Indian villages lie empty as drought forces thousands to flee

The Guardian

Sam Relph in Delhi

Wed 12 Jun 2019 

https://www.theguardian.com/world/2019/jun/12/indian-villages-lie-empty-as-drought-forces-thousands-to-flee

An Indian migrant shepherd kneels down among his dead sheep at a field in Ranagadh village, Surendranagar district. Photograph: Sam Panthaky/AFP/Getty Images

Sick and elderly left to fend for themselves with no end in sight to water crisis

Hundreds of Indian villages have been evacuated as a historic drought forces families to abandon their homes in search of water.

The country has seen extremely high temperatures in recent weeks. On Monday the capital, Delhi, saw its highest ever June temperature of 48C. In Rajasthan, the city of Churu recently experienced highs of 50.8C, making it the hottest place on the planet.

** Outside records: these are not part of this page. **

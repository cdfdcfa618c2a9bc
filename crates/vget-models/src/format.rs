//! Resolution ranks and format metadata returned by the extractor.

use schemars::JsonSchema;
use serde::{Deserialize, Serialize};

/// Ordinal ranking of quality labels.
///
/// Ordering is derived from the declaration order, so `P360 < P720 < K4`
/// holds and tier ceilings are plain comparisons.
#[derive(
    Debug, Clone, Copy, PartialEq, Eq, PartialOrd, Ord, Hash, Serialize, Deserialize, JsonSchema,
)]
#[serde(rename_all = "lowercase")]
pub enum ResolutionRank {
    P144,
    P240,
    P360,
    P480,
    P720,
    P1080,
    K4,
    K8,
}

impl ResolutionRank {
    /// Parse a quality label like `720p`, `1080p`, `4K`.
    ///
    /// Returns `None` for audio-only or unrecognized labels.
    pub fn from_label(label: &str) -> Option<Self> {
        match label.trim().to_lowercase().as_str() {
            "144p" | "144" => Some(Self::P144),
            "240p" | "240" => Some(Self::P240),
            "360p" | "360" => Some(Self::P360),
            "480p" | "480" => Some(Self::P480),
            "720p" | "720" | "hd" => Some(Self::P720),
            "1080p" | "1080" | "fhd" => Some(Self::P1080),
            "4k" | "2160p" | "2160" => Some(Self::K4),
            "8k" | "4320p" | "4320" => Some(Self::K8),
            _ => None,
        }
    }

    /// Derive a rank from a pixel height reported by the extractor.
    pub fn from_height(height: u32) -> Option<Self> {
        match height {
            0 => None,
            h if h <= 144 => Some(Self::P144),
            h if h <= 240 => Some(Self::P240),
            h if h <= 360 => Some(Self::P360),
            h if h <= 480 => Some(Self::P480),
            h if h <= 720 => Some(Self::P720),
            h if h <= 1080 => Some(Self::P1080),
            h if h <= 2160 => Some(Self::K4),
            _ => Some(Self::K8),
        }
    }

    /// Canonical label for this rank.
    pub fn as_label(&self) -> &'static str {
        match self {
            Self::P144 => "144p",
            Self::P240 => "240p",
            Self::P360 => "360p",
            Self::P480 => "480p",
            Self::P720 => "720p",
            Self::P1080 => "1080p",
            Self::K4 => "4K",
            Self::K8 => "8K",
        }
    }
}

impl std::fmt::Display for ResolutionRank {
    fn fmt(&self, f: &mut std::fmt::Formatter<'_>) -> std::fmt::Result {
        write!(f, "{}", self.as_label())
    }
}

/// A single downloadable format advertised by the source.
#[derive(Debug, Clone, PartialEq, Serialize, Deserialize, JsonSchema)]
pub struct FormatInfo {
    /// Extractor-native format identifier.
    pub format_id: String,
    /// Human quality label (`720p`, `audio`, ...).
    pub label: String,
    /// Resolution rank, `None` for audio-only formats.
    #[serde(skip_serializing_if = "Option::is_none")]
    pub resolution: Option<ResolutionRank>,
    /// Container extension (`mp4`, `webm`, `m4a`, ...).
    pub ext: String,
    /// Approximate size in bytes, when the source reports one.
    #[serde(skip_serializing_if = "Option::is_none")]
    pub filesize: Option<u64>,
    /// True for audio-only formats.
    #[serde(default)]
    pub audio_only: bool,
}

impl FormatInfo {
    /// Build a video format from a label.
    pub fn video(format_id: impl Into<String>, label: &str, ext: impl Into<String>) -> Self {
        Self {
            format_id: format_id.into(),
            label: label.to_string(),
            resolution: ResolutionRank::from_label(label),
            ext: ext.into(),
            filesize: None,
            audio_only: false,
        }
    }

    /// Build an audio-only format.
    pub fn audio(format_id: impl Into<String>, ext: impl Into<String>) -> Self {
        Self {
            format_id: format_id.into(),
            label: "audio".to_string(),
            resolution: None,
            ext: ext.into(),
            filesize: None,
            audio_only: true,
        }
    }
}

/// A subtitle track advertised by the source.
#[derive(Debug, Clone, PartialEq, Serialize, Deserialize, JsonSchema)]
pub struct SubtitleTrack {
    /// Language code (`en`, `de`, ...).
    pub lang: String,
    /// Display name, when the source provides one.
    #[serde(skip_serializing_if = "Option::is_none")]
    pub name: Option<String>,
    /// True for auto-generated captions.
    #[serde(default)]
    pub auto_generated: bool,
}

/// Metadata for a single source URL, as probed by the extractor.
#[derive(Debug, Clone, PartialEq, Serialize, Deserialize, JsonSchema)]
pub struct MediaInfo {
    /// Title reported by the source.
    pub title: String,
    /// Canonical page URL.
    pub webpage_url: String,
    /// Uploader/channel name.
    #[serde(skip_serializing_if = "Option::is_none")]
    pub uploader: Option<String>,
    /// Duration in seconds.
    #[serde(skip_serializing_if = "Option::is_none")]
    pub duration_secs: Option<f64>,
    /// Thumbnail URL.
    #[serde(skip_serializing_if = "Option::is_none")]
    pub thumbnail: Option<String>,
    /// Available formats, best first.
    pub formats: Vec<FormatInfo>,
    /// Available subtitle tracks.
    #[serde(default)]
    pub subtitles: Vec<SubtitleTrack>,
}

impl MediaInfo {
    /// Look up a format by its extractor-native id.
    pub fn format(&self, format_id: &str) -> Option<&FormatInfo> {
        self.formats.iter().find(|f| f.format_id == format_id)
    }
}

#[cfg(test)]
mod tests {
    use super::*;

    #[test]
    fn test_rank_ordering() {
        assert!(ResolutionRank::P360 < ResolutionRank::P720);
        assert!(ResolutionRank::P1080 < ResolutionRank::K4);
        assert!(ResolutionRank::K4 < ResolutionRank::K8);
    }

    #[test]
    fn test_rank_from_label() {
        assert_eq!(ResolutionRank::from_label("720p"), Some(ResolutionRank::P720));
        assert_eq!(ResolutionRank::from_label("4K"), Some(ResolutionRank::K4));
        assert_eq!(ResolutionRank::from_label("2160p"), Some(ResolutionRank::K4));
        assert_eq!(ResolutionRank::from_label("audio"), None);
    }

    #[test]
    fn test_rank_from_height() {
        assert_eq!(ResolutionRank::from_height(720), Some(ResolutionRank::P720));
        assert_eq!(ResolutionRank::from_height(608), Some(ResolutionRank::P720));
        assert_eq!(ResolutionRank::from_height(4320), Some(ResolutionRank::K8));
        assert_eq!(ResolutionRank::from_height(0), None);
    }

    #[test]
    fn test_format_constructors() {
        let f = FormatInfo::video("137", "1080p", "mp4");
        assert_eq!(f.resolution, Some(ResolutionRank::P1080));
        assert!(!f.audio_only);

        let a = FormatInfo::audio("140", "m4a");
        assert_eq!(a.resolution, None);
        assert!(a.audio_only);
    }
}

Further south, less than 250 miles from the country’s commercial capital, Mumbai, village after village lies deserted. Estimates suggest up to 90% of the area’s population has fled, leaving the sick and elderly to fend for themselves in the face of a water crisis that shows no sign of abating.

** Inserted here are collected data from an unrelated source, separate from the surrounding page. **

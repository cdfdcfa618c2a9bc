//! Caller identity resolution.
//!
//! Precedence: a Bearer API key resolved through the account directory, then
//! an anonymous session id, then the client IP. An unknown API key is a hard
//! 401 rather than a silent downgrade to anonymous. The resolved key is also
//! what the rate limiter and job ownership checks see, so the prefixes keep
//! the three namespaces disjoint.

use std::collections::HashMap;
use std::net::IpAddr;

use async_trait::async_trait;
use axum::body::Body;
use axum::extract::{ConnectInfo, FromRequestParts};
use axum::http::request::Parts;
use axum::http::{HeaderMap, Request};

use vget_jobs::Caller;
use vget_models::Tier;

use crate::error::ApiError;
use crate::state::AppState;

/// Looks up API keys. The production directory is loaded from configuration;
/// a deployment with real account storage plugs in its own.
#[async_trait]
pub trait AccountDirectory: Send + Sync {
    /// Resolve an API key to its tier, or `None` for an unknown key.
    async fn resolve(&self, api_key: &str) -> Option<Tier>;
}

/// Directory backed by a fixed key-to-tier table.
pub struct StaticDirectory {
    keys: HashMap<String, Tier>,
}

impl StaticDirectory {
    pub fn new(keys: HashMap<String, Tier>) -> Self {
        Self { keys }
    }

    /// Parse `VGET_API_KEYS`, a comma-separated list of `key:tier` pairs.
    pub fn from_env() -> Self {
        let keys = std::env::var("VGET_API_KEYS")
            .map(|raw| {
                raw.split(',')
                    .filter_map(|pair| {
                        let (key, tier) = pair.trim().split_once(':')?;
                        if key.is_empty() {
                            return None;
                        }
                        Some((key.to_string(), Tier::from_str(tier)))
                    })
                    .collect()
            })
            .unwrap_or_default();
        Self { keys }
    }
}

#[async_trait]
impl AccountDirectory for StaticDirectory {
    async fn resolve(&self, api_key: &str) -> Option<Tier> {
        self.keys.get(api_key).copied()
    }
}

/// The authenticated (or anonymous) caller, as an extractor.
#[derive(Debug, Clone)]
pub struct Identity(pub Caller);

#[async_trait]
impl FromRequestParts<AppState> for Identity {
    type Rejection = ApiError;

    async fn from_request_parts(
        parts: &mut Parts,
        state: &AppState,
    ) -> Result<Self, Self::Rejection> {
        if let Some(token) = bearer_token(&parts.headers) {
            let tier = state
                .accounts
                .resolve(token)
                .await
                .ok_or_else(|| ApiError::unauthorized("Unknown API key"))?;
            return Ok(Identity(Caller::new(format!("key:{token}"), tier)));
        }

        if let Some(session) = parts
            .headers
            .get("X-Session-Id")
            .and_then(|v| v.to_str().ok())
            .filter(|s| !s.trim().is_empty())
        {
            return Ok(Identity(Caller::new(
                format!("session:{}", session.trim()),
                Tier::Anonymous,
            )));
        }

        let ip = parts
            .headers
            .get("X-Forwarded-For")
            .and_then(|v| v.to_str().ok())
            .and_then(|s| s.split(',').next())
            .and_then(|s| s.trim().parse::<IpAddr>().ok())
            .or_else(|| {
                parts
                    .extensions
                    .get::<ConnectInfo<std::net::SocketAddr>>()
                    .map(|ci| ci.0.ip())
            });

        match ip {
            Some(ip) => Ok(Identity(Caller::new(format!("ip:{ip}"), Tier::Anonymous))),
            None => Err(ApiError::bad_request(
                "Could not determine caller identity",
            )),
        }
    }
}

fn bearer_token(headers: &HeaderMap) -> Option<&str> {
    headers
        .get(axum::http::header::AUTHORIZATION)
        .and_then(|v| v.to_str().ok())
        .and_then(|v| v.strip_prefix("Bearer "))
        .map(str::trim)
        .filter(|t| !t.is_empty())
}

/// Client IP for the generic rate-limit middleware, where full identity
/// resolution has not happened yet. Proxy headers win over the socket
/// address; `X-Forwarded-For` keeps only the first (client-most) hop.
pub fn client_ip(request: &Request<Body>) -> Option<IpAddr> {
    let header_ip = |name: &str| {
        request
            .headers()
            .get(name)
            .and_then(|v| v.to_str().ok())
            .and_then(|v| v.split(',').next())
            .and_then(|v| v.trim().parse().ok())
    };

    header_ip("X-Forwarded-For")
        .or_else(|| header_ip("X-Real-IP"))
        .or_else(|| {
            request
                .extensions()
                .get::<ConnectInfo<std::net::SocketAddr>>()
                .map(|ci| ci.0.ip())
        })
}

#[cfg(test)]
mod tests {
    use super::*;

    #[tokio::test]
    async fn test_static_directory_lookup() {
        let mut keys = HashMap::new();
        keys.insert("k-free".to_string(), Tier::Free);
        keys.insert("k-pro".to_string(), Tier::Pro);
        let dir = StaticDirectory::new(keys);

        assert_eq!(dir.resolve("k-free").await, Some(Tier::Free));
        assert_eq!(dir.resolve("k-pro").await, Some(Tier::Pro));
        assert_eq!(dir.resolve("nope").await, None);
    }

    #[test]
    fn test_client_ip_precedence() {
        let request = Request::builder()
            .header("X-Forwarded-For", "203.0.113.7, 10.0.0.1")
            .header("X-Real-IP", "198.51.100.2")
            .body(Body::empty())
            .unwrap();
        assert_eq!(client_ip(&request), "203.0.113.7".parse::<IpAddr>().ok());

        let request = Request::builder()
            .header("X-Real-IP", "198.51.100.2")
            .body(Body::empty())
            .unwrap();
        assert_eq!(client_ip(&request), "198.51.100.2".parse::<IpAddr>().ok());

        let request = Request::builder().body(Body::empty()).unwrap();
        assert_eq!(client_ip(&request), None);
    }

    #[test]
    fn test_bearer_token_parsing() {
        let mut headers = HeaderMap::new();
        headers.insert("authorization", "Bearer abc123".parse().unwrap());
        assert_eq!(bearer_token(&headers), Some("abc123"));

        headers.insert("authorization", "Basic abc123".parse().unwrap());
        assert_eq!(bearer_token(&headers), None);

        headers.insert("authorization", "Bearer ".parse().unwrap());
        assert_eq!(bearer_token(&headers), None);
    }
}
//! API error types.
//!
//! Every error response carries a machine-readable `kind` from the stable
//! vocabulary in `vget-models`, so clients can branch without parsing
//! messages.

use std::time::Duration;

use axum::http::StatusCode;
use axum::response::{IntoResponse, Response};
use axum::Json;
use serde::Serialize;
use thiserror::Error;

use vget_jobs::{CancelError, SubmitError};
use vget_models::ErrorKind;

pub type ApiResult<T> = Result<T, ApiError>;

#[derive(Debug, Error)]
pub enum ApiError {
    #[error("Unauthorized: {0}")]
    Unauthorized(String),

    #[error("Not found: {0}")]
    NotFound(String),

    /// The job exists but its result is not available yet.
    #[error("Not ready: {0}")]
    NotReady(String),

    #[error("Bad request: {0}")]
    BadRequest(String),

    #[error("Conflict: {0}")]
    Conflict(String),

    #[error("Tier restricted: {0}")]
    TierRestricted(String),

    #[error("Rate limited")]
    RateLimited { retry_after: Duration },

    #[error("Range not satisfiable")]
    RangeNotSatisfiable { size: u64 },

    #[error("Internal error: {0}")]
    Internal(String),
}

impl ApiError {
    pub fn unauthorized(msg: impl Into<String>) -> Self {
        Self::Unauthorized(msg.into())
    }

    pub fn not_found(msg: impl Into<String>) -> Self {
        Self::NotFound(msg.into())
    }

    pub fn bad_request(msg: impl Into<String>) -> Self {
        Self::BadRequest(msg.into())
    }

    pub fn internal(msg: impl Into<String>) -> Self {
        Self::Internal(msg.into())
    }

    fn status_code(&self) -> StatusCode {
        match self {
            ApiError::Unauthorized(_) => StatusCode::UNAUTHORIZED,
            ApiError::NotFound(_) => StatusCode::NOT_FOUND,
            ApiError::NotReady(_) | ApiError::Conflict(_) => StatusCode::CONFLICT,
            ApiError::BadRequest(_) => StatusCode::BAD_REQUEST,
            ApiError::TierRestricted(_) => StatusCode::FORBIDDEN,
            ApiError::RateLimited { .. } => StatusCode::TOO_MANY_REQUESTS,
            ApiError::RangeNotSatisfiable { .. } => StatusCode::RANGE_NOT_SATISFIABLE,
            ApiError::Internal(_) => StatusCode::INTERNAL_SERVER_ERROR,
        }
    }

    fn kind(&self) -> ErrorKind {
        match self {
            ApiError::Unauthorized(_) => ErrorKind::Validation,
            ApiError::NotFound(_) => ErrorKind::NotFound,
            ApiError::NotReady(_) => ErrorKind::NotReady,
            ApiError::BadRequest(_) | ApiError::RangeNotSatisfiable { .. } => ErrorKind::Validation,
            ApiError::Conflict(_) => ErrorKind::Validation,
            ApiError::TierRestricted(_) => ErrorKind::TierRestricted,
            ApiError::RateLimited { .. } => ErrorKind::RateLimited,
            ApiError::Internal(_) => ErrorKind::Internal,
        }
    }
}

impl From<SubmitError> for ApiError {
    fn from(e: SubmitError) -> Self {
        match e {
            SubmitError::Validation(msg) => ApiError::BadRequest(msg),
            SubmitError::RateLimited { retry_after } => ApiError::RateLimited { retry_after },
            SubmitError::TierRestricted(msg) => ApiError::TierRestricted(msg),
            SubmitError::Internal(msg) => ApiError::Internal(msg),
        }
    }
}

impl From<CancelError> for ApiError {
    fn from(e: CancelError) -> Self {
        match e {
            CancelError::NotFound => ApiError::NotFound("Job not found".to_string()),
            CancelError::AlreadyTerminal => {
                ApiError::Conflict("Job already finished".to_string())
            }
        }
    }
}

#[derive(Serialize)]
struct ErrorResponse {
    detail: String,
    kind: &'static str,
}

impl IntoResponse for ApiError {
    fn into_response(self) -> Response {
        let status = self.status_code();
        let kind = self.kind().as_str();

        // Don't expose internal error details in production
        let detail = match &self {
            ApiError::Internal(_) => {
                if std::env::var("ENVIRONMENT").unwrap_or_default() == "production" {
                    "An internal error occurred".to_string()
                } else {
                    self.to_string()
                }
            }
            _ => self.to_string(),
        };

        let body = Json(ErrorResponse { detail, kind });

        match self {
            ApiError::RateLimited { retry_after } => {
                // Ceil so "Retry-After: 0" can never invite an instant retry.
                let secs = retry_after.as_secs() + u64::from(retry_after.subsec_nanos() > 0);
                (status, [("Retry-After", secs.max(1).to_string())], body).into_response()
            }
            ApiError::RangeNotSatisfiable { size } => {
                (status, [("Content-Range", format!("bytes */{size}"))], body).into_response()
            }
            _ => (status, body).into_response(),
        }
    }
}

The village of Hatkarwadi, about 20 miles from Beed in Maharashtra state, is almost completely deserted.

Wells and handpumps have run dry in the 45C heatwave. The drought, which officials say is worse than the 1972 famine that affected 25 million people across the state, began early in December. By the end of May, Hatkarwadi had been deserted with only 10-15 families remaining out of a population of more than 2,000.

(Continued)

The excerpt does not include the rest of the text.